■ Aim of the task ■
Transcribe the following entries word for word. End with the line where "async fn marker_utterance_becomes_one_committed_turn()" appears.

■ Listed entries ■
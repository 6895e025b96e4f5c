//! End-to-end conversations through a live session.

use std::sync::Arc;
use std::sync::atomic::{AtomicUsize, Ordering};
use std::time::Duration;

use futures_util::FutureExt;
use parley::agent::DEPTH_LIMIT_NOTICE;
use parley::config::{ProfileConfig, SttMode, TtsMode};
use parley::llm::{ChatDelta, Message, ToolCall};
use parley::pipeline::TranscriptSegment;
use parley::stt::ThreadedRecognizer;
use parley::tools::ToolRegistry;
use parley::{AudioChunk, PipelineEvent};
use serde_json::json;

use crate::helpers::{
    EchoTts, RoundsLlm, SlowTextRecognizer, TextRecognizer, assistant_text, audio_count, backends,
    next, profile, say, start, until_end_of_turn,
};

fn quick_tts() -> Arc<EchoTts> {
    Arc::new(EchoTts::new(1, Duration::ZERO))
}

#[tokio::test]
async fn marker_utterance_becomes_one_committed_turn() {
    let dir = tempfile::tempdir().unwrap();
    let llm = Arc::new(RoundsLlm::new(vec![
        RoundsLlm::text(&["Okay", ", lights on."]),
        RoundsLlm::text(&["Fan on."]),
    ]));
    let (mut session, mut events) = start(
        profile(&dir),
        backends(
            Arc::new(TextRecognizer::default()),
            llm.clone(),
            quick_tts(),
            ToolRegistry::new(),
        ),
    );

    say(&session, "turn on the lights <EOU>").await;
    let first = until_end_of_turn(&mut events).await;
    assert_eq!(
        first[0],
        PipelineEvent::Transcript(TranscriptSegment {
            text: "turn on the lights".into(),
            is_final: true,
            end_of_utterance: true,
        })
    );
    let eou = first
        .iter()
        .filter(|e| **e == PipelineEvent::EndOfUtterance)
        .count();
    assert_eq!(eou, 1);
    assert_eq!(assistant_text(&first), "Okay, lights on.");
    assert!(audio_count(&first) > 0);

    // The utterance buffer starts empty for the next turn.
    say(&session, "and the fan <EOU>").await;
    until_end_of_turn(&mut events).await;

    let history = session.stop().await;
    assert_eq!(
        history,
        vec![
            Message::system("You are a concise voice assistant."),
            Message::user("turn on the lights"),
            Message::assistant("Okay, lights on."),
            Message::user("and the fan"),
            Message::assistant("Fan on."),
        ]
    );
    assert_eq!(llm.calls()[1].len(), 4);
}

#[tokio::test]
async fn buffered_recognition_skips_empty_batches() {
    let dir = tempfile::tempdir().unwrap();
    let mut profile = profile(&dir);
    profile.stt.mode = SttMode::Buffered;
    profile.stt.sample_rate_hz = 1000;
    profile.stt.buffer_ms = 10;
    let recognizer = Arc::new(TextRecognizer::default());
    let (mut session, mut events) = start(
        profile,
        backends(
            recognizer.clone(),
            Arc::new(RoundsLlm::new(vec![RoundsLlm::text(&["Hi."])])),
            quick_tts(),
            ToolRegistry::new(),
        ),
    );

    session.send_audio(AudioChunk::new(Vec::new())).await.unwrap();
    say(&session, "hello <EOU>").await;
    session
        .send_audio(AudioChunk::new(vec![0u8; 20]))
        .await
        .unwrap();
    let turn = until_end_of_turn(&mut events).await;
    assert_eq!(assistant_text(&turn), "Hi.");

    let history = session.join().await;
    assert_eq!(recognizer.batch_sizes(), vec![31]);
    assert_eq!(history.last(), Some(&Message::assistant("Hi.")));
}

#[tokio::test]
async fn depth_limit_allows_exactly_one_tool_round() {
    let dir = tempfile::tempdir().unwrap();
    let mut profile = profile(&dir);
    profile.llm.tool_call_limit = 1;

    let invocations = Arc::new(AtomicUsize::new(0));
    let mut tools = ToolRegistry::new();
    let counter = Arc::clone(&invocations);
    tools.register_fn(
        "lights",
        "Switch the lights",
        json!({"type": "object", "properties": {"on": {"type": "boolean"}}}),
        move |_args| {
            counter.fetch_add(1, Ordering::SeqCst);
            async { Ok("done".to_owned()) }.boxed()
        },
    );
    let call = |id: &str| ChatDelta::tool_calls(vec![ToolCall::new(id, "lights", json!({"on": true}))]);
    let llm = Arc::new(RoundsLlm::new(vec![vec![call("c1")], vec![call("c2")]]));
    let (mut session, mut events) = start(
        profile,
        backends(
            Arc::new(TextRecognizer::default()),
            llm.clone(),
            quick_tts(),
            tools,
        ),
    );

    say(&session, "lights please <EOU>").await;
    let turn = until_end_of_turn(&mut events).await;

    assert_eq!(invocations.load(Ordering::SeqCst), 1);
    assert_eq!(assistant_text(&turn), DEPTH_LIMIT_NOTICE);
    assert!(turn.iter().any(|e| matches!(e, PipelineEvent::ToolCall(c) if c.id == "c1")));
    assert_eq!(llm.calls().len(), 2);

    let history = session.stop().await;
    let tool_results = history
        .iter()
        .filter(|m| m.tool_call_id.is_some())
        .count();
    assert_eq!(tool_results, 1);
}

#[tokio::test]
async fn barge_in_cuts_off_assistant_audio() {
    let dir = tempfile::tempdir().unwrap();
    let tts = Arc::new(EchoTts::new(100, Duration::from_millis(10)));
    let (mut session, mut events) = start(
        profile(&dir),
        backends(
            Arc::new(TextRecognizer::default()),
            Arc::new(RoundsLlm::new(vec![RoundsLlm::text(&["Once upon a time."])])),
            tts.clone(),
            ToolRegistry::new(),
        ),
    );

    say(&session, "tell me a story <EOU>").await;
    loop {
        if let PipelineEvent::AudioOut(_) = next(&mut events).await {
            break;
        }
    }

    say(&session, "stop").await;
    loop {
        match next(&mut events).await {
            PipelineEvent::Interruption { epoch } => {
                assert_eq!(epoch, 1);
                break;
            }
            PipelineEvent::EndOfTurn => panic!("interrupted turn must not end normally"),
            _ => {}
        }
    }

    let mut late = Vec::new();
    let deadline = tokio::time::Instant::now() + Duration::from_millis(200);
    while let Ok(Some(event)) = tokio::time::timeout_at(deadline, events.recv()).await {
        late.push(event);
    }
    assert_eq!(audio_count(&late), 0);
    assert!(tts.cancel_count() >= 1);
    assert_eq!(tts.live(), 0);
    session.stop().await;
}

#[tokio::test]
async fn burst_mode_flushes_on_sentence_end() {
    let dir = tempfile::tempdir().unwrap();
    let mut profile = profile(&dir);
    profile.tts.mode = TtsMode::Burst;
    let tts = quick_tts();
    let (mut session, mut events) = start(
        profile,
        backends(
            Arc::new(TextRecognizer::default()),
            Arc::new(RoundsLlm::new(vec![RoundsLlm::text(&[
                "Hi", " there.", " How", " are you?",
            ])])),
            tts.clone(),
            ToolRegistry::new(),
        ),
    );

    say(&session, "hello <EOU>").await;
    let turn = until_end_of_turn(&mut events).await;
    assert_eq!(
        tts.once_calls(),
        vec!["Hi there.".to_owned(), "How are you?".to_owned()]
    );
    assert_eq!(audio_count(&turn), 2);
    session.stop().await;
}

#[tokio::test]
async fn burst_mode_flushes_on_length() {
    let dir = tempfile::tempdir().unwrap();
    let mut profile = profile(&dir);
    profile.tts.mode = TtsMode::Burst;
    profile.tts.flush_char_threshold = 10;
    let tts = quick_tts();
    let (mut session, mut events) = start(
        profile,
        backends(
            Arc::new(TextRecognizer::default()),
            Arc::new(RoundsLlm::new(vec![RoundsLlm::text(&["abcd", "efg", "hij"])])),
            tts.clone(),
            ToolRegistry::new(),
        ),
    );

    say(&session, "spell <EOU>").await;
    until_end_of_turn(&mut events).await;
    assert_eq!(tts.once_calls(), vec!["abcdefghij".to_owned()]);
    session.stop().await;
}

#[tokio::test]
async fn one_generation_and_one_synthesis_at_a_time() {
    let dir = tempfile::tempdir().unwrap();
    let mut profile = profile(&dir);
    profile.tts.mode = TtsMode::Burst;
    let llm = Arc::new(
        RoundsLlm::new(vec![
            RoundsLlm::text(&["One.", " Two.", " Three."]),
            RoundsLlm::text(&["Four.", " Five."]),
        ])
        .with_delay(Duration::from_millis(5)),
    );
    let tts = Arc::new(EchoTts::new(3, Duration::from_millis(5)));
    let (mut session, mut events) = start(
        profile,
        backends(
            Arc::new(TextRecognizer::default()),
            llm.clone(),
            tts.clone(),
            ToolRegistry::new(),
        ),
    );

    // Two utterances back to back: the second waits for the first turn.
    say(&session, "first <EOU>").await;
    say(&session, "second <EOU>").await;
    until_end_of_turn(&mut events).await;
    until_end_of_turn(&mut events).await;

    assert_eq!(llm.max_live(), 1);
    assert_eq!(tts.max_live(), 1);
    assert_eq!(tts.once_calls().len(), 5);
    let history = session.stop().await;
    assert_eq!(history[1], Message::user("first"));
    assert_eq!(history[3], Message::user("second"));
}

#[tokio::test]
async fn explicit_interrupt_without_speech() {
    let dir = tempfile::tempdir().unwrap();
    let (mut session, mut events) = start(
        profile(&dir),
        backends(
            Arc::new(TextRecognizer::default()),
            Arc::new(RoundsLlm::default()),
            quick_tts(),
            ToolRegistry::new(),
        ),
    );
    session.interrupt().unwrap();
    assert_eq!(next(&mut events).await, PipelineEvent::Interruption { epoch: 1 });
    session.stop().await;
    assert!(session.interrupt().is_err());
}

#[tokio::test]
async fn stop_waits_for_the_recognition_worker() {
    let dir = tempfile::tempdir().unwrap();
    let recognizer = SlowTextRecognizer::new(Duration::from_millis(400));
    let finished = recognizer.finished();
    let (mut session, _events) = start(
        profile(&dir),
        backends(
            Arc::new(ThreadedRecognizer::new(recognizer)),
            Arc::new(RoundsLlm::default()),
            quick_tts(),
            ToolRegistry::new(),
        ),
    );

    say(&session, "hello").await;
    tokio::time::sleep(Duration::from_millis(50)).await;
    session.stop().await;

    assert!(finished.load(Ordering::SeqCst));
}

#[tokio::test]
async fn every_generation_round_is_routed() {
    let dir = tempfile::tempdir().unwrap();
    let mut tools = ToolRegistry::new();
    tools.register_fn(
        "lights",
        "Switch the lights",
        json!({"type": "object", "properties": {}}),
        |_args| async { Ok("done".to_owned()) }.boxed(),
    );
    let llm = Arc::new(RoundsLlm::new(vec![
        vec![ChatDelta::tool_calls(vec![ToolCall::new("c1", "lights", json!({}))])],
        RoundsLlm::text(&["On."]),
        RoundsLlm::text(&["Off."]),
    ]));
    let mut backends = backends(
        Arc::new(TextRecognizer::default()),
        llm.clone(),
        quick_tts(),
        tools,
    );
    let selections = Arc::new(AtomicUsize::new(0));
    let counter = Arc::clone(&selections);
    backends.router = Arc::new(move |_: &ProfileConfig| {
        format!("model-{}", counter.fetch_add(1, Ordering::SeqCst))
    });
    let (mut session, mut events) = start(profile(&dir), backends);
    assert_eq!(session.model(), "model-0");

    say(&session, "lights on <EOU>").await;
    until_end_of_turn(&mut events).await;
    say(&session, "lights off <EOU>").await;
    until_end_of_turn(&mut events).await;
    session.stop().await;

    assert_eq!(llm.models(), vec!["model-1", "model-2", "model-3"]);
    assert_eq!(selections.load(Ordering::SeqCst), 4);
}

■ Result for this exercise ■
repository 6895e025b96e4f5c
//! End-to-end conversations through a live session.

use std::sync::Arc;
use std::sync::atomic::{AtomicUsize, Ordering};
use std::time::Duration;

use futures_util::FutureExt;
use parley::agent::DEPTH_LIMIT_NOTICE;
use parley::config::{ProfileConfig, SttMode, TtsMode};
use parley::llm::{ChatDelta, Message, ToolCall};
use parley::pipeline::TranscriptSegment;
use parley::stt::ThreadedRecognizer;
use parley::tools::ToolRegistry;
use parley::{AudioChunk, PipelineEvent};
use serde_json::json;

use crate::helpers::{
    EchoTts, RoundsLlm, SlowTextRecognizer, TextRecognizer, assistant_text, audio_count, backends,
    next, profile, say, start, until_end_of_turn,
};

fn quick_tts() -> Arc<EchoTts> {
    Arc::new(EchoTts::new(1, Duration::ZERO))
}

#[tokio::test]
async fn marker_utterance_becomes_one_committed_turn() {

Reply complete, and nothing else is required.